The Clean-Room Process

When IBM created its first personal computer, the heart of its machine was a BIOS (Basic Input-Output System) written and copyrighted by IBM. This BIOS ,together with the Microsoft MSDOS operating system, comprised the software system that controlled the machine.

In order for other manufacturers such as Compac to sell machines that could compete with the IBM PC they had to have their own BIOS that would work exactly like the IBM BIOS, but which would not violate IBM’s copyright.

Two companies, Phoenix and AMI, each set out to create a compatible PC BIOS that was immune to legal challenge by IBM. They did this by hiring programmers who had never seen the IBM BIOS code. These programmers worked in a facility that had no access to the IBM BIOS. They started from scratch and wrote a new BIOS that would perform in the exact same way as the IBM BIOS.

Since they had never seen the IBM BIOS and had no access to it, they could not be accused of copying it and thus the new BIOS they created was immune from charges that it infringed IBM’s copyright.

This creation method is called a “clean room” process.

No Demographic Data

You can use this same clean-room process to create politically and ethnically neutral election-district maps.

You start with a database that has only the following data and nothing else:

  • The boundaries of every nine-digit zip code in the United States
  • The number of registered voters in every nine-digit zip code in the United States
  • The boundaries of every city, county and state in the United States
  • The boundaries of every river, lake, highway and bridge in the United States

It’s equally important what information the database does NOT have about each nine-digit zip code.

It has zero information about:

  • The gender of registered voters
  • The age of the registered voters
  • The party affiliation of the registered voters
  • The wealth of the registered voters
  • The ethnicity of the registered voters

In fact, it has no other data whatsoever about the zip codes beyond their boundaries and the total number of registered voters in each nine-digit zip code.

Drawing The Election Districts

The software you create will need to have an understanding of basic shapes such as squares, rectangles, ovals and circles.

A group of software engineers would be put in a clean room with access only to this database and would be told to write a program that would create a specified number of collections of nine-digit zip codes (election districts) within the confines of some specified political boundaries (a county or a state).

Each zip-code collection (election district) would contain a specified number of registered voters plus or minus some percentage amount of variance.

To create a map of congressional districts, by default the boundary of each congressional-district would be composed of the boundaries of the included nine-digit zip codes unless a zip code spanned the state line, in which case the election district’s boundary would be the state line.

For county election districts, if a collection’s zip-code boundary spanned a county line then the district’s boundary would be the county line.

For city election districts, if a collection’s zip-code boundary spanned a city line then the district’s boundary would be the city line.

The hierarchy of preferred shapes for the election districts would be: square, rectangular, circular, oval, and other.

If reasonably possible a district’s boundaries would not span a river, but if it did, then there would have to be a bridge over the river within the district.

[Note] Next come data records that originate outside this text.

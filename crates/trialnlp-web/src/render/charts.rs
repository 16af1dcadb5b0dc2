//! Chart.js configs for the co-occurrence heatmaps, the entity-type donut
//! and the mentions-per-type bar chart.
//!
//! Each chart is a `<canvas>` plus its config as inline JSON; `static/js/charts.js`
//! instantiates them. Heatmaps use the `chartjs-chart-matrix` controller and
//! get their cell colours here, so the page scripts stay data-free.

use std::collections::HashMap;

use serde_json::{json, Value};

use trialnlp_ner::entity_aggregator::{CooccurrenceCell, TypeCooccurrence, TypeCount};

use super::escape;

/// Sequential colour schemes for heatmap cells.
#[derive(Debug, Clone, Copy, PartialEq, Eq)]
pub enum Scheme {
    Viridis,
    Magma,
    Blues,
}

impl Scheme {
    fn stops(&self) -> &'static [(u8, u8, u8)] {
        match self {
            Scheme::Viridis => &[
                (68, 1, 84), (72, 40, 120), (62, 74, 137), (49, 104, 142), (38, 130, 142),
                (31, 158, 137), (53, 183, 121), (109, 205, 89), (180, 222, 44), (253, 231, 37),
            ],
            Scheme::Magma => &[
                (0, 0, 4), (28, 16, 68), (79, 18, 123), (129, 37, 129), (181, 54, 122),
                (229, 80, 100), (251, 135, 97), (254, 194, 135), (252, 253, 191),
            ],
            Scheme::Blues => &[
                (247, 251, 255), (198, 219, 239), (107, 174, 214), (33, 113, 181), (8, 48, 107),
            ],
        }
    }

    /// Colour at `t` in `[0, 1]`, linearly interpolated between stops.
    pub fn color(&self, t: f64) -> String {
        let stops = self.stops();
        let t = if t.is_finite() { t.clamp(0.0, 1.0) } else { 0.0 };
        let pos = t * (stops.len() - 1) as f64;
        let i = (pos.floor() as usize).min(stops.len() - 2);
        let frac = pos - i as f64;
        let (a, b) = (stops[i], stops[i + 1]);
        let mix = |x: u8, y: u8| (x as f64 + (y as f64 - x as f64) * frac).round() as u8;
        format!("#{:02x}{:02x}{:02x}", mix(a.0, b.0), mix(a.1, b.1), mix(a.2, b.2))
    }
}

/// Category colours, assigned to labels in sorted order.
const TABLEAU20: [&str; 20] = [
    "#1f77b4", "#aec7e8", "#ff7f0e", "#ffbb78", "#2ca02c", "#98df8a", "#d62728", "#ff9896",
    "#9467bd", "#c5b0d5", "#8c564b", "#c49c94", "#e377c2", "#f7b6d2", "#7f7f7f", "#c7c7c7",
    "#bcbd22", "#dbdb8d", "#17becf", "#9edae5",
];

fn category_colors(counts: &[TypeCount]) -> HashMap<&str, &'static str> {
    let mut labels: Vec<&str> = counts.iter().map(|c| c.label.as_str()).collect();
    labels.sort_unstable();
    labels.dedup();
    labels.into_iter().enumerate().map(|(i, l)| (l, TABLEAU20[i % TABLEAU20.len()])).collect()
}

/// Pixel height per heatmap row; the canvas grows with the row count.
const ROW_PX: usize = 26;
const AXIS_PX: usize = 170;

/// `<canvas>` plus its config. `<` is escaped inside the JSON so entity
/// text can never close the script element.
pub fn chart_canvas(id: &str, config: &Value, height_px: usize) -> String {
    let json = config.to_string().replace('<', "\\u003c");
    format!(
        r#"<div class="chart-box" style="height:{height_px}px"><canvas id="{id}" data-chart="{id}-config"></canvas></div><script type="application/json" id="{id}-config">{json}</script>"#,
        id = escape(id),
    )
}

struct Grid<'a> {
    rows: Vec<&'a str>,
    cols: Vec<&'a str>,
    cells: Vec<(usize, usize, usize)>,
}

fn grid_config(grid: &Grid<'_>, x_title: &str, y_title: &str, scheme: Scheme, overlay_min: usize) -> Value {
    let (min, max) = grid
        .cells
        .iter()
        .fold((usize::MAX, 0), |(lo, hi), &(_, _, v)| (lo.min(v), hi.max(v)));
    let scale = |v: usize| -> f64 {
        if max <= min {
            1.0
        } else {
            (v - min) as f64 / (max - min) as f64
        }
    };

    let data: Vec<Value> = grid
        .cells
        .iter()
        .map(|&(i, j, n)| json!({ "x": grid.cols[j], "y": grid.rows[i], "v": n }))
        .collect();
    let colors: Vec<String> = grid.cells.iter().map(|&(_, _, n)| scheme.color(scale(n))).collect();

    json!({
        "type": "matrix",
        "data": {
            "datasets": [{
                "label": "Trials",
                "data": data,
                "backgroundColor": colors,
                "borderWidth": 1,
                "borderColor": "rgba(255,255,255,0.6)",
            }]
        },
        "options": {
            "responsive": true,
            "maintainAspectRatio": false,
            "plugins": {
                "legend": { "display": false },
                "cellLabels": { "min": overlay_min },
                "matrixTooltip": { "xTitle": x_title, "yTitle": y_title },
            },
            "scales": {
                "x": {
                    "type": "category",
                    "labels": grid.cols,
                    "offset": true,
                    "title": { "display": true, "text": x_title },
                    "ticks": { "maxRotation": 60, "autoSkip": false },
                    "grid": { "display": false },
                },
                "y": {
                    "type": "category",
                    "labels": grid.rows,
                    "offset": true,
                    "title": { "display": true, "text": y_title },
                    "ticks": { "autoSkip": false },
                    "grid": { "display": false },
                },
            },
        },
    })
}

/// Chart.js matrix config for an entity co-occurrence table. Rows are
/// `left`, columns `right`, both in first-appearance order of `cells`.
/// Cells with at least `overlay_min` trials carry their count as text.
pub fn heatmap_config(
    cells: &[CooccurrenceCell],
    x_title: &str,
    y_title: &str,
    scheme: Scheme,
    overlay_min: usize,
) -> Value {
    let mut rows: Vec<&str> = Vec::new();
    let mut cols: Vec<&str> = Vec::new();
    let mut points = Vec::with_capacity(cells.len());
    for c in cells {
        let i = rows.iter().position(|r| *r == c.left).unwrap_or_else(|| {
            rows.push(&c.left);
            rows.len() - 1
        });
        let j = cols.iter().position(|r| *r == c.right).unwrap_or_else(|| {
            cols.push(&c.right);
            cols.len() - 1
        });
        points.push((i, j, c.n_trials));
    }
    grid_config(&Grid { rows, cols, cells: points }, x_title, y_title, scheme, overlay_min)
}

pub fn cooccurrence_heatmap(
    id: &str,
    cells: &[CooccurrenceCell],
    x_title: &str,
    y_title: &str,
    scheme: Scheme,
    overlay_min: usize,
) -> String {
    let config = heatmap_config(cells, x_title, y_title, scheme, overlay_min);
    let n_rows = config["options"]["scales"]["y"]["labels"].as_array().map_or(0, Vec::len);
    chart_canvas(id, &config, n_rows * ROW_PX + AXIS_PX)
}

/// Label group × label group matrix (Blues). Every non-zero count is overlaid.
pub fn type_matrix_config(matrix: &TypeCooccurrence) -> Value {
    let labels: Vec<&str> = matrix.labels.iter().map(String::as_str).collect();
    let mut cells = Vec::new();
    for (i, row) in matrix.counts.iter().enumerate() {
        for (j, &n) in row.iter().enumerate() {
            if n > 0 {
                cells.push((i, j, n));
            }
        }
    }
    grid_config(&Grid { rows: labels.clone(), cols: labels, cells }, "Entity type", "Entity type", Scheme::Blues, 1)
}

pub fn type_matrix_heatmap(id: &str, matrix: &TypeCooccurrence) -> String {
    chart_canvas(id, &type_matrix_config(matrix), matrix.labels.len() * ROW_PX * 2 + AXIS_PX)
}

/// Doughnut of mentions per entity type.
pub fn donut_config(counts: &[TypeCount]) -> Value {
    let colors = category_colors(counts);
    let slices: Vec<&TypeCount> = counts.iter().filter(|c| c.mentions > 0).collect();
    json!({
        "type": "doughnut",
        "data": {
            "labels": slices.iter().map(|c| c.label.as_str()).collect::<Vec<_>>(),
            "datasets": [{
                "label": "Mentions",
                "data": slices.iter().map(|c| c.mentions).collect::<Vec<_>>(),
                "backgroundColor": slices.iter().map(|c| colors[c.label.as_str()]).collect::<Vec<_>>(),
                "borderWidth": 0,
            }]
        },
        "options": {
            "responsive": true,
            "maintainAspectRatio": false,
            "cutout": "60%",
            "plugins": { "legend": { "position": "right" } },
        },
    })
}

pub fn donut_chart(id: &str, counts: &[TypeCount]) -> String {
    chart_canvas(id, &donut_config(counts), 260)
}

/// Vertical bars of mentions per entity type, tallest first.
pub fn bar_config(counts: &[TypeCount]) -> Value {
    let colors = category_colors(counts);
    let mut sorted: Vec<&TypeCount> = counts.iter().collect();
    sorted.sort_by(|a, b| b.mentions.cmp(&a.mentions).then_with(|| a.label.cmp(&b.label)));
    json!({
        "type": "bar",
        "data": {
            "labels": sorted.iter().map(|c| c.label.as_str()).collect::<Vec<_>>(),
            "datasets": [{
                "label": "Mentions",
                "data": sorted.iter().map(|c| c.mentions).collect::<Vec<_>>(),
                "backgroundColor": sorted.iter().map(|c| colors[c.label.as_str()]).collect::<Vec<_>>(),
                "borderWidth": 0,
                "borderRadius": 4,
            }]
        },
        "options": {
            "responsive": true,
            "maintainAspectRatio": false,
            "plugins": { "legend": { "display": false } },
            "scales": {
                "y": { "beginAtZero": true, "title": { "display": true, "text": "Mentions" } },
                "x": { "grid": { "display": false }, "title": { "display": true, "text": "Entity type" } },
            },
        },
    })
}

pub fn bar_chart(id: &str, counts: &[TypeCount]) -> String {
    chart_canvas(id, &bar_config(counts), 340)
}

The Software Would Be Able To Create Both State & Local Election Districts

The software’s interface would have input fields for:

  • The gross number of registered voters to be included in each election district;
  • The political boundaries of the jurisdiction containing the specified number of election districts, e.g. the State of California;
  • The number of election districts to create within that jurisdiction, and
  • The percentage variance allowed in the number of registered voters from district to district, e.g. plus or minus X%.

The program would be designed follow the boundary-line rules and, to the extent possible, the geometrical-shape rules.

Source Code Publicly Available

Since the election districts would be completely created by the software and the software would have no access to any demographic data whatsoever, it would be impossible for the system to create election districts designed to favor any one political, ethnic or interest group.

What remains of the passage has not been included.